Theodore Cook, International Sport

In 1908 James E.Sullivan and his American Olympic Committee selected the largest US team mustered to date for athletic competition abroad. Of the 122 men (women were excluded from the 1908 US Team), 70% of them would compete in track and field events.

The American athletes won 13 out of a possible 23 gold medals in track and field. And of those 13 victories, 8 were won by members of the Irish American Athletic Club of New York.

35 year old John Flanagan, became a central figure in US dominance in weight events at the turn of the 20th century soon after he emigrated to New York at the age of 24. A stalwart of the Irish American Athletic Club, he was seven times national AAU champion in the hammer throw and the Olympic gold medal winner in the same at Paris in 1900 and St.Louis in 1904.



"A man of god-like beauty then stepped out before the throng, So lithe, so trim and handsome, so sinewy and strong."

Martin Sheridan, star of the Irish American AC and the 27 year old pin-up boy of the Gaelic American, the New York Irish nationalist paper. Emigrating from Ireland at the age of 16, Sheridan went on to become one of the United States top Olympic medal winners, gathering 9 in his life time in a variety of events: discus shot put, standing high jump, standing long jump and stone throw.

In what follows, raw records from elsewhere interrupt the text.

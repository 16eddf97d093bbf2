//! Assignments and graded submissions

use chrono::{DateTime, Utc};
use sea_orm::{
    ActiveModelTrait, ColumnTrait, DatabaseConnection, EntityTrait, QueryFilter, QueryOrder, Set,
};
use serde::Deserialize;
use tracing::info;

use super::{ensure_enrolled, load_course, load_owned_course, new_id, required};
use crate::domain::assignment::{is_late, validate_grade, SubmissionStatus};
use crate::domain::Actor;
use crate::infrastructure::database::entities::{assignment, submission};
use crate::shared::errors::{DomainError, DomainResult};

#[derive(Debug, Clone, Deserialize)]
pub struct NewAssignment {
    pub lesson_id: Option<String>,
    pub title: String,
    pub instructions: String,
    pub due_at: Option<DateTime<Utc>>,
    pub max_points: i32,
}

#[derive(Debug, Clone, Deserialize)]
pub struct NewSubmission {
    pub content: String,
    pub attachment_url: Option<String>,
}

#[derive(Debug, Clone, Deserialize)]
pub struct Grade {
    pub points: i32,
    pub feedback: Option<String>,
    /// Send the work back for another round instead of finalising the grade.
    #[serde(default)]
    pub return_for_revision: bool,
}

pub struct AssignmentService {
    db: DatabaseConnection,
}

impl AssignmentService {
    pub fn new(db: DatabaseConnection) -> Self {
        Self { db }
    }

    pub async fn create(&self, actor: &Actor, course_id: &str, input: NewAssignment) -> DomainResult<assignment::Model> {
        load_owned_course(&self.db, actor, course_id).await?;
        if input.max_points <= 0 {
            return Err(DomainError::validation("Max points must be positive"));
        }
        let created = assignment::ActiveModel {
            id: Set(new_id()),
            course_id: Set(course_id.to_string()),
            lesson_id: Set(input.lesson_id),
            title: Set(required("title", &input.title)?),
            instructions: Set(input.instructions),
            due_at: Set(input.due_at),
            max_points: Set(input.max_points),
            created_by: Set(actor.user_id.clone()),
            created_at: Set(Utc::now()),
        }
        .insert(&self.db)
        .await?;
        info!(assignment_id = %created.id, course_id, "Assignment created");
        Ok(created)
    }

    pub async fn list_for_course(&self, course_id: &str) -> DomainResult<Vec<assignment::Model>> {
        Ok(assignment::Entity::find()
            .filter(assignment::Column::CourseId.eq(course_id))
            .order_by_asc(assignment::Column::DueAt)
            .all(&self.db)
            .await?)
    }

    pub async fn get(&self, assignment_id: &str) -> DomainResult<assignment::Model> {
        assignment::Entity::find_by_id(assignment_id.to_string())
            .one(&self.db)
            .await?
            .ok_or_else(|| DomainError::not_found("Assignment", assignment_id))
    }

    /// One submission per student; resubmitting overwrites it until graded.
    pub async fn submit(&self, actor: &Actor, assignment_id: &str, input: NewSubmission) -> DomainResult<submission::Model> {
        let task = self.get(assignment_id).await?;
        ensure_enrolled(&self.db, &actor.user_id, &task.course_id).await?;
        let content = required("content", &input.content)?;
        let now = Utc::now();
        let late = is_late(task.due_at, now);

        let existing = submission::Entity::find()
            .filter(submission::Column::AssignmentId.eq(assignment_id))
            .filter(submission::Column::StudentId.eq(&actor.user_id))
            .one(&self.db)
            .await?;
        let saved = match existing {
            Some(previous) => {
                if !previous.status.accepts_resubmission() {
                    return Err(DomainError::Conflict("Submission has already been graded".into()));
                }
                let mut active: submission::ActiveModel = previous.into();
                active.content = Set(content);
                active.attachment_url = Set(input.attachment_url);
                active.status = Set(SubmissionStatus::Submitted);
                active.is_late = Set(late);
                active.submitted_at = Set(now);
                active.update(&self.db).await?
            }
            None => {
                submission::ActiveModel {
                    id: Set(new_id()),
                    assignment_id: Set(assignment_id.to_string()),
                    student_id: Set(actor.user_id.clone()),
                    content: Set(content),
                    attachment_url: Set(input.attachment_url),
                    status: Set(SubmissionStatus::Submitted),
                    points: Set(None),
                    feedback: Set(None),
                    is_late: Set(late),
                    submitted_at: Set(now),
                    graded_at: Set(None),
                }
                .insert(&self.db)
                .await?
            }
        };
        info!(submission_id = %saved.id, assignment_id, late, "Assignment submitted");
        Ok(saved)
    }

    pub async fn grade(&self, actor: &Actor, submission_id: &str, input: Grade) -> DomainResult<submission::Model> {
        let work = submission::Entity::find_by_id(submission_id.to_string())
            .one(&self.db)
            .await?
            .ok_or_else(|| DomainError::not_found("Submission", submission_id))?;
        let task = self.get(&work.assignment_id).await?;
        load_owned_course(&self.db, actor, &task.course_id).await?;
        validate_grade(input.points, task.max_points)?;

        let status = if input.return_for_revision {
            SubmissionStatus::Returned
        } else {
            SubmissionStatus::Graded
        };
        let mut active: submission::ActiveModel = work.into();
        active.points = Set(Some(input.points));
        active.feedback = Set(input.feedback);
        active.status = Set(status);
        active.graded_at = Set(Some(Utc::now()));
        let graded = active.update(&self.db).await?;
        info!(submission_id, points = input.points, status = %status, "Submission graded");
        Ok(graded)
    }

    /// Course owners see every submission, students their own.
    pub async fn list_submissions(&self, actor: &Actor, assignment_id: &str) -> DomainResult<Vec<submission::Model>> {
        let task = self.get(assignment_id).await?;
        let course = load_course(&self.db, &task.course_id).await?;
        let mut query = submission::Entity::find().filter(submission::Column::AssignmentId.eq(assignment_id));
        if !actor.owns(&course.teacher_id) {
            query = query.filter(submission::Column::StudentId.eq(&actor.user_id));
        }
        Ok(query
            .order_by_asc(submission::Column::SubmittedAt)
            .all(&self.db)
            .await?)
    }
}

"Peerless Mel" Sheppard, the 25 year old from New Jersey who ran both the 800 and 1500 metres for the Irish American AC.








Little Johnny Hayes, the 19 year old marathon runner who took the gold when Dorando Pietri was disqualified, pictured wearing the Olympic uniform of the US 1908 team. He was born in New York but his parents were Irish emigrants.





A non-Irish American gold-medalist. Ray Ewry from Lafayette, Indiana.

Nicknamed "the human frog", Ray Ewry won 10 Olympic gold medals in his lifetime, all for events no longer contested: the standing long jump, standing high jump and standing triple jump. After contracting polio as a child, the doctor gave Ray exercises to strengthen his legs. He practised them so diligently that by the time he grew up he could jump 1.65 meters high from a standing start.